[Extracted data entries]
■ ■ ■
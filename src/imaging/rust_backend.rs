//! [`ImageBackend`] on the `image` crate.
//!
//! | Operation | Implementation |
//! |---|---|
//! | Decode (JPEG, PNG, GIF, TIFF, WebP) | `image::load_from_memory_with_format` |
//! | Orient | `DynamicImage::rotate90/180/270` |
//! | Scale, bounded variant | `resize_exact`, `Lanczos3` |
//! | Square variant | `resize_to_fill` then `unsharpen` |
//! | Encode | `JpegEncoder`; other outputs by extension |

use super::backend::{BackendError, Dimensions, ImageBackend};
use super::exif::Rotation;
use super::params::{Quality, VariantJob, VariantShape};
use image::imageops::FilterType;
use image::{DynamicImage, ImageEncoder, ImageFormat, ImageReader};
use std::path::Path;

/// Containers whose decoders are compiled in.
const DECODABLE: &[ImageFormat] = &[
    ImageFormat::Jpeg,
    ImageFormat::Png,
    ImageFormat::Gif,
    ImageFormat::Tiff,
    ImageFormat::WebP,
];

#[derive(Debug, Default, Clone, Copy)]
pub struct RustBackend;

impl RustBackend {
    pub fn new() -> Self {
        Self
    }
}

fn open(path: &Path) -> Result<DynamicImage, BackendError> {
    ImageReader::open(path)?
        .with_guessed_format()?
        .decode()
        .map_err(|e| BackendError::Decode(format!("{}: {e}", path.display())))
}

fn jpeg_bytes(img: &DynamicImage, quality: Quality) -> Result<Vec<u8>, BackendError> {
    let rgb = img.to_rgb8();
    let mut out = Vec::new();
    // Quality is clamped to 1..=100, so the narrowing is lossless.
    image::codecs::jpeg::JpegEncoder::new_with_quality(&mut out, quality.value() as u8)
        .write_image(
            rgb.as_raw(),
            rgb.width(),
            rgb.height(),
            image::ExtendedColorType::Rgb8,
        )
        .map_err(|e| BackendError::Encode(e.to_string()))?;
    Ok(out)
}

/// Write `img` in the format named by the extension of `path`.
fn save(img: &DynamicImage, path: &Path, quality: Quality) -> Result<(), BackendError> {
    let format = ImageFormat::from_path(path)
        .map_err(|_| BackendError::Encode(format!("no format for {}", path.display())))?;
    if format == ImageFormat::Jpeg {
        std::fs::write(path, jpeg_bytes(img, quality)?)?;
        return Ok(());
    }
    img.save_with_format(path, format)
        .map_err(|e| BackendError::Encode(format!("{}: {e}", path.display())))
}

impl ImageBackend for RustBackend {
    fn decode(&self, bytes: &[u8]) -> Result<DynamicImage, BackendError> {
        let format = image::guess_format(bytes)
            .map_err(|_| BackendError::UnsupportedFormat("unrecognised container".into()))?;
        if !DECODABLE.contains(&format) {
            return Err(BackendError::UnsupportedFormat(format!("{format:?}")));
        }
        image::load_from_memory_with_format(bytes, format)
            .map_err(|e| BackendError::Decode(e.to_string()))
    }

    fn orient(&self, image: DynamicImage, rotation: Rotation) -> DynamicImage {
        match rotation {
            Rotation::None => image,
            Rotation::Rotate90 => image.rotate90(),
            Rotation::Rotate180 => image.rotate180(),
            Rotation::Rotate270 => image.rotate270(),
        }
    }

    fn scale(&self, image: &DynamicImage, width: u32, height: u32) -> DynamicImage {
        image.resize_exact(width, height, FilterType::Lanczos3)
    }

    fn encode_jpeg(&self, image: &DynamicImage, quality: Quality) -> Result<Vec<u8>, BackendError> {
        jpeg_bytes(image, quality)
    }

    fn identify(&self, path: &Path) -> Result<Dimensions, BackendError> {
        let (width, height) = image::image_dimensions(path)
            .map_err(|e| BackendError::Unreadable(format!("{}: {e}", path.display())))?;
        Ok(Dimensions { width, height })
    }

    fn derive(&self, job: &VariantJob) -> Result<(), BackendError> {
        let master = open(&job.source)?;
        let variant = match job.shape {
            VariantShape::Bounded { width, height } => self.scale(&master, width, height),
            VariantShape::Square { edge, sharpening } => {
                let filled = master.resize_to_fill(edge, edge, FilterType::Lanczos3);
                match sharpening {
                    Some(s) => DynamicImage::from(image::imageops::unsharpen(
                        &filled,
                        s.sigma,
                        s.threshold,
                    )),
                    None => filled,
                }
            }
        };
        save(&variant, &job.output, job.quality)
    }
}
■ ■ ■
EXERCISE REQUIREMENTS: Give all of the lines above again, exactly as they are.

TASK RESPONSE:
filename src/imaging/rust_backend.rs
//! [`ImageBackend`] on the `image` crate.
//!
//! | Operation | Implementation |
//! |---|---|
//! | Decode (JPEG, PNG, GIF, TIFF, WebP) | `image::load_from_memory_with_format` |
//! | Orient | `DynamicImage::rotate90/180/270` |
//! | Scale, bounded variant | `resize_exact`, `Lanczos3` |
//! | Square variant | `resize_to_fill` then `unsharpen` |
//! | Encode | `JpegEncoder`; other outputs by extension |

use super::backend::{BackendError, Dimensions, ImageBackend};
use super::exif::Rotation;
use super::params::{Quality, VariantJob, VariantShape};
use image::imageops::FilterType;
use image::{DynamicImage, ImageEncoder, ImageFormat, ImageReader};
use std::path::Path;

/// Containers whose decoders are compiled in.
const DECODABLE: &[ImageFormat] = &[
    ImageFormat::Jpeg,
    ImageFormat::Png,
    ImageFormat::Gif,
    ImageFormat::Tiff,
    ImageFormat::WebP,
];

#[derive(Debug, Default, Clone, Copy)]
pub struct RustBackend;

impl RustBackend {
    pub fn new() -> Self {
        Self
    }
}

fn open(path: &Path) -> Result<DynamicImage, BackendError> {
    ImageReader::open(path)?
        .with_guessed_format()?
        .decode()
        .map_err(|e| BackendError::Decode(format!("{}: {e}", path.display())))
}

fn jpeg_bytes(img: &DynamicImage, quality: Quality) -> Result<Vec<u8>, BackendError> {
    let rgb = img.to_rgb8();
    let mut out = Vec::new();
    // Quality is clamped to 1..=100, so the narrowing is lossless.
    image::codecs::jpeg::JpegEncoder::new_with_quality(&mut out, quality.value() as u8)
        .write_image(
            rgb.as_raw(),
            rgb.width(),
            rgb.height(),
            image::ExtendedColorType::Rgb8,
        )
        .map_err(|e| BackendError::Encode(e.to_string()))?;
    Ok(out)
}

/// Write `img` in the format named by the extension of `path`.
fn save(img: &DynamicImage, path: &Path, quality: Quality) -> Result<(), BackendError> {
    let format = ImageFormat::from_path(path)
        .map_err(|_| BackendError::Encode(format!("no format for {}", path.display())))?;
    if format == ImageFormat::Jpeg {
        std::fs::write(path, jpeg_bytes(img, quality)?)?;
        return Ok(());
    }
    img.save_with_format(path, format)
        .map_err(|e| BackendError::Encode(format!("{}: {e}", path.display())))
}

impl ImageBackend for RustBackend {
    fn decode(&self, bytes: &[u8]) -> Result<DynamicImage, BackendError> {
        let format = image::guess_format(bytes)
            .map_err(|_| BackendError::UnsupportedFormat("unrecognised container".into()))?;
        if !DECODABLE.contains(&format) {
            return Err(BackendError::UnsupportedFormat(format!("{format:?}")));
        }
        image::load_from_memory_with_format(bytes, format)
            .map_err(|e| BackendError::Decode(e.to_string()))
    }

    fn orient(&self, image: DynamicImage, rotation: Rotation) -> DynamicImage {
        match rotation {
            Rotation::None => image,
            Rotation::Rotate90 => image.rotate90(),
            Rotation::Rotate180 => image.rotate180(),
            Rotation::Rotate270 => image.rotate270(),
        }
    }

    fn scale(&self, image: &DynamicImage, width: u32, height: u32) -> DynamicImage {
        image.resize_exact(width, height, FilterType::Lanczos3)
    }

    fn encode_jpeg(&self, image: &DynamicImage, quality: Quality) -> Result<Vec<u8>, BackendError> {
        jpeg_bytes(image, quality)
    }

    fn identify(&self, path: &Path) -> Result<Dimensions, BackendError> {
        let (width, height) = image::image_dimensions(path)
            .map_err(|e| BackendError::Unreadable(format!("{}: {e}", path.display())))?;
        Ok(Dimensions { width, height })
    }

    fn derive(&self, job: &VariantJob) -> Result<(), BackendError> {
        let master = open(&job.source)?;
        let variant = match job.shape {
            VariantShape::Bounded { width, height } => self.scale(&master, width, height),
            VariantShape::Square { edge, sharpening } => {
                let filled = master.resize_to_fill(edge, edge, FilterType::Lanczos3);
                match sharpening {
                    Some(s) => DynamicImage::from(image::imageops::unsharpen(
                        &filled,
                        s.sigma,
                        s.threshold,
                    )),
                    None => filled,
                }
            }
        };
        save(&variant, &job.output, job.quality)
    }
}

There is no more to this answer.